Que Arda Turan esté tan gordo como cualquier persona de orden tras unas buenas Navidades es la coda perfecta para el ardaturanismo, aquella revolución efímera que hizo felices a los atléticos durante cuatro temporadas gloriosas y cuyo principal atractivo fue que el genio turco parecía más uno de nosotros (los aficionados) que uno de ellos (los profesionales).
Siempre han existido jugadores así, con tanta calidad que no ha habido forma de evitar que triunfasen en el fútbol, pese a que ellos mismos no parecían demasiado interesados en encajar en un mundo que exige al talento vestir de uniforme, civilizar a Mowgli. Pienso, sin equiparar, en aquel Arda, el Guti del Madrid o el De la Peña del Barça, futbolistas que no fueron lo que pudieron haber llegado a ser sino lo que ellos quisieron ser. Y esa rebeldía les tatuó en el corazón de los suyos. En un mundillo de marchas militares, son un riff de guitarra que, cuando para la música, es lo único que sigue resonando en tu cabeza.
En el incipiente Atleti de Simeone, todo orden, competitividad y espíritu colectivo, Arda fue la niña del abrigo rojo en el duro blanco y negro de La lista de Schindler. El Cholo, como Spielberg, entendió que lo que debería haber desentonado a priori, le daba otra dimensión al conjunto. Los años que el argentino y el turco se entendieron fueron una delicia, un milagro condenado a acabar. Y acabó, claro, pero el recuerdo permanece.
Arda Turan, que cenaba varias noches por semana en el mismo kebab de a cuatro euros la pieza; que decidió no hablar español, aunque sabía, porque así podía llevar siempre a su lado a un amigo como intérprete; que pagaba los recibos de todos los vecinos del edificio de Estambul en que creció; que le tiró una bota a un linier porque hasta sus cruces de cable eran diferentes; que era venerado en el vestuario, y, mientras Mario Suárez le cortaba la melena en el Bernabéu tras ganar la Copa, soltó la frase que bien pudiera resumir su filosofía vital: "Slowly, cabrón".
Hay un momento que define el ardaturanismo. En el partido más tenso que había jugado aún aquel Atleti, la vuelta de las semifinales de Champions contra el Chelsea, el equipo salió al césped de Stamford Bridge un rato antes de empezar. Caras serias, nervios obvios, el peso de la Historia sobre sus hombros. Y ahí apareció Arda. Camisa y tirantes, sonrisa de lado a lado y bebiendo tranquilamente un café, como el invitado que busca avituallamiento en una boda a las tres de la mañana antes de seguir de juerga. A su alrededor se destensó todo. Luego procedió a aniquilar al Chelsea. Arda siempre fue eso: diversión, talento y clase. No el ídolo perfecto, pero sí el más carismático.

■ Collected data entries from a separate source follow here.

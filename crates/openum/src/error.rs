//! Error types for open enumerations.
//!
//! Only two failures survive the move to a statically typed registry: asking
//! for a constant name that was never declared, and a custom factory refusing
//! to build a value. Everything else a reflective design could trip over
//! (absent values, absent types, unreadable constants, missing constructors)
//! is ruled out at compile time.

use thiserror::Error;

/// Boxed cause carried by [`EnumError::Construction`].
pub type BoxError = Box<dyn std::error::Error + Send + Sync + 'static>;

/// Errors returned by enumerable lookups and fallback construction.
#[derive(Error, Debug)]
pub enum EnumError {
    /// [`Enumerable::value_of`](crate::Enumerable::value_of) was given a name
    /// that matches no declared constant.
    #[error("no constant named `{name}` in `{type_name}`")]
    ConstantNotFound {
        /// Simple name of the enumerable type.
        type_name: &'static str,
        /// The requested constant name.
        name: String,
    },

    /// The factory passed to
    /// [`Enumerable::try_parse_with`](crate::Enumerable::try_parse_with)
    /// failed to create a value.
    #[error("could not create `{type_name}` from value {value:?}")]
    Construction {
        /// Simple name of the enumerable type.
        type_name: &'static str,
        /// The text the factory was asked to wrap.
        value: String,
        /// The factory's own error.
        #[source]
        source: BoxError,
    },
}

impl EnumError {
    /// Simple name of the enumerable type the error refers to.
    pub fn type_name(&self) -> &'static str {
        match self {
            Self::ConstantNotFound { type_name, .. } | Self::Construction { type_name, .. } => {
                *type_name
            }
        }
    }

    /// Returns `true` for an unknown constant name.
    ///
    /// Callers commonly treat this as an expected outcome, unlike a
    /// construction failure.
    pub fn is_not_found(&self) -> bool {
        matches!(self, Self::ConstantNotFound { .. })
    }
}
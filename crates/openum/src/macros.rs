//! The [`enumerable!`] declaration macro.

/// Declares an open enumeration type.
///
/// Generates a newtype over [`OpenValue`](crate::OpenValue), one
/// [`Constant`](crate::Constant) associated const per declaration, the
/// [`Enumerable`](crate::Enumerable) impl, and `Clone`, `Eq`, `Ord`, `Hash`,
/// `Debug`, `Display`, `FromStr`, `AsRef<str>` and (with the `serde` feature)
/// `Serialize`/`Deserialize`.
///
/// Constants get ordinals in the order they are written. `Clone` is always
/// derived; extra attributes on the type are passed through.
///
/// # Examples
///
/// ```rust
/// use openum::Enumerable;
///
/// openum::enumerable! {
///     /// Primary colors.
///     pub struct Color {
///         /// The color of fire trucks.
///         RED = "red",
///         GREEN = "green",
///         BLUE = "blue",
///     }
/// }
///
/// assert_eq!(Color::values().len(), 3);
/// assert_eq!(Color::BLUE.ordinal(), 2);
/// assert_eq!("red".parse::<Color>().unwrap(), *Color::RED);
/// assert_eq!(Color::parse("teal").to_string(), "teal");
/// ```
#[macro_export]
macro_rules! enumerable {
    // ── Associated consts, one per declaration ───────────────────────────
    (
        @constants $ty:ident; $all:tt;
        $( $(#[$cmeta:meta])* $constant:ident ),*
    ) => {
        $(
            $(#[$cmeta])*
            pub const $constant: $crate::Constant<$ty> =
                $crate::enumerable!(@constant $constant; $all);
        )*
    };

    // Ordinals come from a throwaway enum over every declared name, so the
    // expansion depth stays flat however many constants a type declares.
    (@constant $constant:ident; [$($all:ident),*]) => {{
        #[allow(non_camel_case_types, dead_code, clippy::upper_case_acronyms)]
        #[repr(usize)]
        enum Ordinal {
            $($all),*
        }
        $crate::Constant::new(Ordinal::$constant as usize, ::core::stringify!($constant))
    }};

    // ── Type declaration ─────────────────────────────────────────────────
    (
        $(#[$meta:meta])*
        $vis:vis struct $name:ident {
            $(
                $(#[$cmeta:meta])*
                $constant:ident = $value:literal
            ),* $(,)?
        }
    ) => {
        $(#[$meta])*
        #[derive(Clone)]
        $vis struct $name($crate::OpenValue);

        impl $name {
            $crate::enumerable!(@constants $name; [$($constant),*]; $( $(#[$cmeta])* $constant ),*);
        }

        impl $crate::Enumerable for $name {
            #[allow(unused_variables)]
            fn declare(declarations: &mut $crate::Declarations) {
                $( declarations.constant(::core::stringify!($constant), $value); )*
            }

            fn from_open(value: $crate::OpenValue) -> Self {
                Self(value.rebind::<Self>())
            }

            fn as_open(&self) -> &$crate::OpenValue {
                &self.0
            }
        }

        impl ::core::cmp::PartialEq for $name {
            fn eq(&self, other: &Self) -> bool {
                self.0 == other.0
            }
        }

        impl ::core::cmp::Eq for $name {}

        impl ::core::cmp::PartialOrd for $name {
            fn partial_cmp(&self, other: &Self) -> ::core::option::Option<::core::cmp::Ordering> {
                ::core::option::Option::Some(::core::cmp::Ord::cmp(self, other))
            }
        }

        impl ::core::cmp::Ord for $name {
            fn cmp(&self, other: &Self) -> ::core::cmp::Ordering {
                ::core::cmp::Ord::cmp(&self.0, &other.0)
            }
        }

        impl ::core::hash::Hash for $name {
            fn hash<H: ::core::hash::Hasher>(&self, state: &mut H) {
                ::core::hash::Hash::hash(&self.0, state);
            }
        }

        impl ::core::fmt::Debug for $name {
            fn fmt(&self, f: &mut ::core::fmt::Formatter<'_>) -> ::core::fmt::Result {
                ::core::fmt::Debug::fmt(&self.0, f)
            }
        }

        impl ::core::fmt::Display for $name {
            fn fmt(&self, f: &mut ::core::fmt::Formatter<'_>) -> ::core::fmt::Result {
                f.write_str(self.0.value())
            }
        }

        impl ::core::str::FromStr for $name {
            type Err = ::core::convert::Infallible;

            fn from_str(s: &str) -> ::core::result::Result<Self, Self::Err> {
                ::core::result::Result::Ok(<Self as $crate::Enumerable>::parse(s))
            }
        }

        impl ::core::convert::AsRef<str> for $name {
            fn as_ref(&self) -> &str {
                self.0.value()
            }
        }

        impl ::core::cmp::PartialEq<str> for $name {
            fn eq(&self, other: &str) -> bool {
                self.0.value() == other
            }
        }

        impl ::core::cmp::PartialEq<&str> for $name {
            fn eq(&self, other: &&str) -> bool {
                self.0.value() == *other
            }
        }

        impl ::core::convert::From<$name> for ::std::string::String {
            fn from(value: $name) -> Self {
                ::std::string::String::from(value.0.value())
            }
        }

        $crate::__enumerable_serde!($name);
    };
}

#[cfg(feature = "serde")]
#[doc(hidden)]
#[macro_export]
macro_rules! __enumerable_serde {
    ($name:ident) => {
        impl $crate::__private::serde::Serialize for $name {
            fn serialize<S>(&self, serializer: S) -> ::core::result::Result<S::Ok, S::Error>
            where
                S: $crate::__private::serde::Serializer,
            {
                $crate::wire::serialize(self, serializer)
            }
        }

        impl<'de> $crate::__private::serde::Deserialize<'de> for $name {
            fn deserialize<D>(deserializer: D) -> ::core::result::Result<Self, D::Error>
            where
                D: $crate::__private::serde::Deserializer<'de>,
            {
                $crate::wire::deserialize(deserializer)
            }
        }
    };
}

#[cfg(not(feature = "serde"))]
#[doc(hidden)]
#[macro_export]
macro_rules! __enumerable_serde {
    ($name:ident) => {};
}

Arda se fue del Atleti por el motivo más acorde con su forma de ser -se cansó de correr- y el Barça, sancionado sin inscribir hasta enero, no cayó en que igual no era buena idea tener seis meses a un espíritu libre con tanto tiempo disponible. Fracasó allí, volvió a Turquía, le sancionaron durante meses por empujar a un juez de línea (hay una fijación ahí) y una noche de miércoles, salió, se lio, intentó levantarle la novia al cantante más famoso del país delante de él y acabó pegando tiros al aire en un hospital. Dejó de jugar, de pasarlo bien, y todo se desmoronó. Un final lógico para quien siempre tuvo alma de estrella del rock. Lo escribió Neil Young y lo utilizó Kurt Cobain como despedida: It's better to burn out than to fade away. Es mejor arder que apagarse lentamente.

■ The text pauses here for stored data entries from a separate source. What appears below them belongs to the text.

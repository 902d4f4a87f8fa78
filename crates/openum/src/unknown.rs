//! Fallback type for values whose concrete enumerable type is not known.

crate::enumerable! {
    /// An enumerable with no constants.
    ///
    /// Integrations use it when a value has to be materialized before (or
    /// without) knowing which concrete type it belongs to; deserializing an
    /// [`OpenValue`](crate::OpenValue) directly yields an `Unknown`-typed value.
    /// Every `Unknown` is a non-constant and orders purely by its text.
    pub struct Unknown {}
}
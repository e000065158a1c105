//! Sink composition for a multi-component application: per-component
//! loggers, fan-out to console and files, and a shared error file fed by
//! level-filter wrappers.
//!
//! Run with: `cargo run --example sink_composition`

use logz::context;
use logz::prelude::*;
use std::sync::Arc;

fn main() -> Result<()> {
    std::fs::create_dir_all("./logs")?;

    let api_log = Arc::new(FileSink::new("./logs/api.log")?);
    let db_log = Arc::new(FileSink::new("./logs/database.log")?);

    // One error file shared by every component
    let error_log: SharedSink = Arc::new(FileSink::new("./logs/errors.log")?);

    // API logger: JSON to console + api.log, errors also to errors.log
    let api_logger = Logger::builder()
        .min_level(Severity::Info)
        .format(LogFormat::Json)
        .prefix("API")
        .sink(
            MultiSink::default()
                .with(ConsoleSink::new())
                .with(LevelFilterSink::from_shared(
                    Severity::Error,
                    Arc::clone(&error_log),
                )),
        )
        .shared_sink(api_log)
        .build();

    // Database logger: text to database.log, errors also to errors.log
    let db_logger = Logger::builder()
        .min_level(Severity::Debug)
        .prefix("DB")
        .shared_sink(db_log)
        .sink(LevelFilterSink::from_shared(
            Severity::Error,
            Arc::clone(&error_log),
        ))
        .build();

    // Application logger: console plus the shared error file
    let app_logger = Logger::builder()
        .min_level(Severity::Info)
        .prefix("APP")
        .sink(ConsoleSink::new())
        .sink(LevelFilterSink::from_shared(Severity::Error, error_log))
        .build();

    app_logger.info("Application starting up");

    api_logger.info_with_context(
        "Incoming API request",
        context! {
            "method" => "GET",
            "path" => "/api/users",
            "ip" => "192.168.1.100",
        },
    );

    db_logger.debug_with_context(
        "Executing SQL query",
        context! {
            "query" => "SELECT * FROM users WHERE active = ?",
            "duration" => "12ms",
        },
    );

    db_logger.info_with_context(
        "Query executed successfully",
        context! { "rowsReturned" => 25, "duration" => "12ms" },
    );

    api_logger.error_with_context(
        "Authentication failed",
        context! {
            "method" => "POST",
            "path" => "/api/login",
            "reason" => "invalid_credentials",
            "attempts" => 3,
        },
    );

    db_logger.error_with_context(
        "Database connection failed",
        context! {
            "host" => "localhost:5432",
            "database" => "myapp",
            "error" => "connection timeout",
        },
    );

    app_logger.info("Application shutting down gracefully");

    println!("\nCheck the ./logs/ directory for log files:");
    println!("- api.log: API-related logs");
    println!("- database.log: database operation logs");
    println!("- errors.log: all error-level messages from all loggers");

    Ok(())
}
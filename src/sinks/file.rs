//! File sink implementation

use crate::core::{LoggerError, Result, Severity, Sink};
use parking_lot::Mutex;
use std::fs::{File, OpenOptions};
use std::io::Write;
use std::path::PathBuf;

/// Appends formatted lines to a file.
///
/// The file is opened (or created) in append mode once at construction;
/// opening is the one fallible step and surfaces an I/O error to the caller.
/// Every call appends one line. The mutex serializes concurrent writers on
/// the shared handle. Write failures at call time are discarded; logging is
/// fire-and-forget.
#[derive(Debug)]
pub struct FileSink {
    file: Mutex<File>,
    path: PathBuf,
}

impl FileSink {
    pub fn new(path: impl Into<PathBuf>) -> Result<Self> {
        let path = path.into();
        let file = OpenOptions::new()
            .create(true)
            .append(true)
            .open(&path)
            .map_err(|e| LoggerError::file_sink(path.display().to_string(), e))?;

        Ok(Self {
            file: Mutex::new(file),
            path,
        })
    }

    /// Path this sink appends to
    pub fn path(&self) -> &std::path::Path {
        &self.path
    }
}

impl Sink for FileSink {
    fn write(&self, _level: Severity, line: &str) {
        let mut file = self.file.lock();
        let _ = writeln!(file, "{}", line);
    }
}
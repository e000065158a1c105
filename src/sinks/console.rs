//! Console sink implementation

use crate::core::{Severity, Sink};

/// Writes formatted lines to the process console.
///
/// Severities at least as severe as `Error` go to standard error, the rest
/// to standard output; every call appends a trailing newline. This is the
/// default sink installed when a logger is built with an empty sink list.
#[derive(Debug, Clone, Copy, Default)]
pub struct ConsoleSink;

impl ConsoleSink {
    pub fn new() -> Self {
        Self
    }
}

impl Sink for ConsoleSink {
    fn write(&self, level: Severity, line: &str) {
        if level <= Severity::Error {
            eprintln!("{}", line);
        } else {
            println!("{}", line);
        }
    }
}

#[cfg(test)]
mod tests {
    use super::*;

    #[test]
    fn test_console_sink_writes_without_panicking() {
        let sink = ConsoleSink::new();
        sink.write(Severity::Info, "to stdout");
        sink.write(Severity::Error, "to stderr");
        sink.write(Severity::Emergency, "to stderr");
    }
}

"Para mí es importante ser feliz y sonreír, es mi filosofía de vida. También me gusta hacer feliz a la gente. Probablemente estoy loco", dijo Arda una vez. Y aunque ahora esa foto convertida en meme se tome como prueba de su autodestrucción, es al revés. El ardaturanismo no podía acabar con confeti, trofeos y homenajes, sino con un señor gordo jugando a la pelota sin importarle nada excepto divertirse.